● **Your goal**: Return all lines of the data in which the string "RequiresConfirmation" occurs.
··· Source material ···
use chrono::{DateTime, Utc};
use serde::{Deserialize, Serialize};

use super::expandable::{Expandable, HasId};

#[derive(Debug, Clone, PartialEq, Eq, Serialize, Deserialize)]
#[serde(from = "String", into = "String")]
pub enum PaymentIntentStatus {
    RequiresPaymentMethod,
    RequiresConfirmation,
    RequiresAction,
    Processing,
    RequiresCapture,
    Canceled,
    Succeeded,
    Other(String),
}

impl PaymentIntentStatus {
    pub fn as_str(&self) -> &str {
        match self {
            PaymentIntentStatus::RequiresPaymentMethod => "requires_payment_method",
            PaymentIntentStatus::RequiresConfirmation => "requires_confirmation",
            PaymentIntentStatus::RequiresAction => "requires_action",
            PaymentIntentStatus::Processing => "processing",
            PaymentIntentStatus::RequiresCapture => "requires_capture",
            PaymentIntentStatus::Canceled => "canceled",
            PaymentIntentStatus::Succeeded => "succeeded",
            PaymentIntentStatus::Other(s) => s,
        }
    }

    /// Returns true if the payment has been taken or is on its way.
    pub fn is_settling(&self) -> bool {
        matches!(
            self,
            PaymentIntentStatus::Processing | PaymentIntentStatus::Succeeded
        )
    }
}

impl From<String> for PaymentIntentStatus {
    fn from(s: String) -> Self {
        match s.as_str() {
            "requires_payment_method" => PaymentIntentStatus::RequiresPaymentMethod,
            "requires_confirmation" => PaymentIntentStatus::RequiresConfirmation,
            "requires_action" => PaymentIntentStatus::RequiresAction,
            "processing" => PaymentIntentStatus::Processing,
            "requires_capture" => PaymentIntentStatus::RequiresCapture,
            "canceled" => PaymentIntentStatus::Canceled,
            "succeeded" => PaymentIntentStatus::Succeeded,
            _ => PaymentIntentStatus::Other(s),
        }
    }
}

impl From<PaymentIntentStatus> for String {
    fn from(status: PaymentIntentStatus) -> Self {
        status.as_str().to_string()
    }
}

impl std::fmt::Display for PaymentIntentStatus {
    fn fmt(&self, f: &mut std::fmt::Formatter<'_>) -> std::fmt::Result {
        write!(f, "{}", self.as_str())
    }
}

#[derive(Debug, Clone, PartialEq, Serialize, Deserialize)]
pub struct PaymentIntentAttributes {
    pub id: String,
    pub status: PaymentIntentStatus,
}

impl HasId for PaymentIntentAttributes {
    fn id(&self) -> &str {
        &self.id
    }
}

/// Invoice status as reported by the provider.
#[derive(Debug, Clone, Copy, PartialEq, Eq, Serialize, Deserialize)]
#[serde(rename_all = "snake_case")]
pub enum InvoiceStatus {
    Draft,
    Open,
    Paid,
    Uncollectible,
    Void,
}

impl InvoiceStatus {
    pub fn as_str(&self) -> &'static str {
        match self {
            InvoiceStatus::Draft => "draft",
            InvoiceStatus::Open => "open",
            InvoiceStatus::Paid => "paid",
            InvoiceStatus::Uncollectible => "uncollectible",
            InvoiceStatus::Void => "void",
        }
    }

    pub fn from_str(s: &str) -> Self {
        match s {
            "paid" => InvoiceStatus::Paid,
            "uncollectible" => InvoiceStatus::Uncollectible,
            "void" => InvoiceStatus::Void,
            "draft" => InvoiceStatus::Draft,
            _ => InvoiceStatus::Open,
        }
    }
}

#[derive(Debug, Clone, PartialEq, Serialize, Deserialize)]
pub struct InvoiceAttributes {
    /// Upcoming invoices have no id yet.
    #[serde(default)]
    pub id: String,
    pub customer: String,
    #[serde(default)]
    pub number: Option<String>,
    pub amount_due: i64,
    #[serde(default)]
    pub status: Option<InvoiceStatus>,
    #[serde(with = "chrono::serde::ts_seconds")]
    pub created: DateTime<Utc>,
    #[serde(default, skip_serializing_if = "Option::is_none")]
    pub payment_intent: Option<Expandable<PaymentIntentAttributes>>,
}

impl HasId for InvoiceAttributes {
    fn id(&self) -> &str {
        &self.id
    }
}

/// A provider invoice plus the time we last saw it change.
#[derive(Debug, Clone, PartialEq)]
pub struct Invoice {
    attrs: InvoiceAttributes,
    updated_at: DateTime<Utc>,
}

impl Invoice {
    pub fn new(attrs: InvoiceAttributes) -> Self {
        let updated_at = attrs.created;
        Self { attrs, updated_at }
    }

    pub fn with_updated_at(mut self, updated_at: DateTime<Utc>) -> Self {
        self.updated_at = updated_at;
        self
    }

    pub fn id(&self) -> &str {
        &self.attrs.id
    }

    pub fn customer_id(&self) -> &str {
        &self.attrs.customer
    }

    pub fn number(&self) -> Option<&str> {
        self.attrs.number.as_deref()
    }

    pub fn amount_due(&self) -> i64 {
        self.attrs.amount_due
    }

    pub fn status(&self) -> InvoiceStatus {
        self.attrs.status.unwrap_or(InvoiceStatus::Draft)
    }

    pub fn created_at(&self) -> DateTime<Utc> {
        self.attrs.created
    }

    pub fn updated_at(&self) -> DateTime<Utc> {
        self.updated_at
    }

    /// Status of the expanded payment intent, if the invoice carries one.
    pub fn payment_intent_status(&self) -> Option<&PaymentIntentStatus> {
        self.attrs
            .payment_intent
            .as_ref()
            .and_then(Expandable::as_object)
            .map(|pi| &pi.status)
    }

    pub fn attributes(&self) -> &InvoiceAttributes {
        &self.attrs
    }
}
use chrono::{DateTime, Utc};

use crate::{
    adapters::persistence::PostgresPersistence,
    app_error::{AppError, AppResult},
    domain::entities::customer::{Customer, CustomerAttributes},
};

#[derive(sqlx::FromRow, Debug)]
struct CustomerRow {
    id: String,
    email: String,
    jurisdiction: Option<String>,
    created_at: DateTime<Utc>,
}

impl From<CustomerRow> for Customer {
    fn from(row: CustomerRow) -> Self {
        Customer::new(CustomerAttributes {
            id: row.id,
            email: Some(row.email),
            created: row.created_at,
        })
        .with_jurisdiction(row.jurisdiction)
    }
}

const SELECT_COLS: &str = "id, email, jurisdiction, created_at";

impl PostgresPersistence {
    pub(super) async fn find_customer_by_email(&self, email: &str) -> AppResult<Option<Customer>> {
        let row = sqlx::query_as::<_, CustomerRow>(&format!(
            "SELECT {} FROM customers WHERE email = $1",
            SELECT_COLS
        ))
        .bind(email)
        .fetch_optional(self.pool())
        .await
        .map_err(AppError::from)?;

        Ok(row.map(Customer::from))
    }

    pub(super) async fn find_customer_by_id(&self, id: &str) -> AppResult<Option<Customer>> {
        let row = sqlx::query_as::<_, CustomerRow>(&format!(
            "SELECT {} FROM customers WHERE id = $1",
            SELECT_COLS
        ))
        .bind(id)
        .fetch_optional(self.pool())
        .await
        .map_err(AppError::from)?;

        Ok(row.map(Customer::from))
    }

    pub(super) async fn upsert_customer(&self, customer: &Customer) -> AppResult<()> {
        sqlx::query(
            r#"
            INSERT INTO customers (id, email, jurisdiction, created_at)
            VALUES ($1, $2, $3, $4)
            ON CONFLICT (id) DO UPDATE
            SET email = EXCLUDED.email,
                jurisdiction = EXCLUDED.jurisdiction
            "#,
        )
        .bind(customer.id())
        .bind(customer.email())
        .bind(customer.jurisdiction())
        .bind(customer.created_at())
        .execute(self.pool())
        .await
        .map_err(AppError::from)?;

        Ok(())
    }

    pub(super) async fn delete_customer(&self, id: &str) -> AppResult<()> {
        sqlx::query("DELETE FROM customers WHERE id = $1")
            .bind(id)
            .execute(self.pool())
            .await
            .map_err(AppError::from)?;
        Ok(())
    }
}
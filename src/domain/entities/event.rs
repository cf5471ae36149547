use serde::{Deserialize, Serialize};

#[derive(Debug, Clone, PartialEq, Serialize, Deserialize)]
pub struct EventData {
    pub object: serde_json::Value,
}

/// A verified event pushed by the payment provider.
#[derive(Debug, Clone, PartialEq, Serialize, Deserialize)]
pub struct ProviderEvent {
    pub id: String,
    #[serde(rename = "type")]
    pub event_type: String,
    pub data: EventData,
}

impl ProviderEvent {
    pub fn object(&self) -> &serde_json::Value {
        &self.data.object
    }
}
···
● **Task response**:
    RequiresConfirmation,
            PaymentIntentStatus::RequiresConfirmation => "requires_confirmation",
            "requires_confirmation" => PaymentIntentStatus::RequiresConfirmation,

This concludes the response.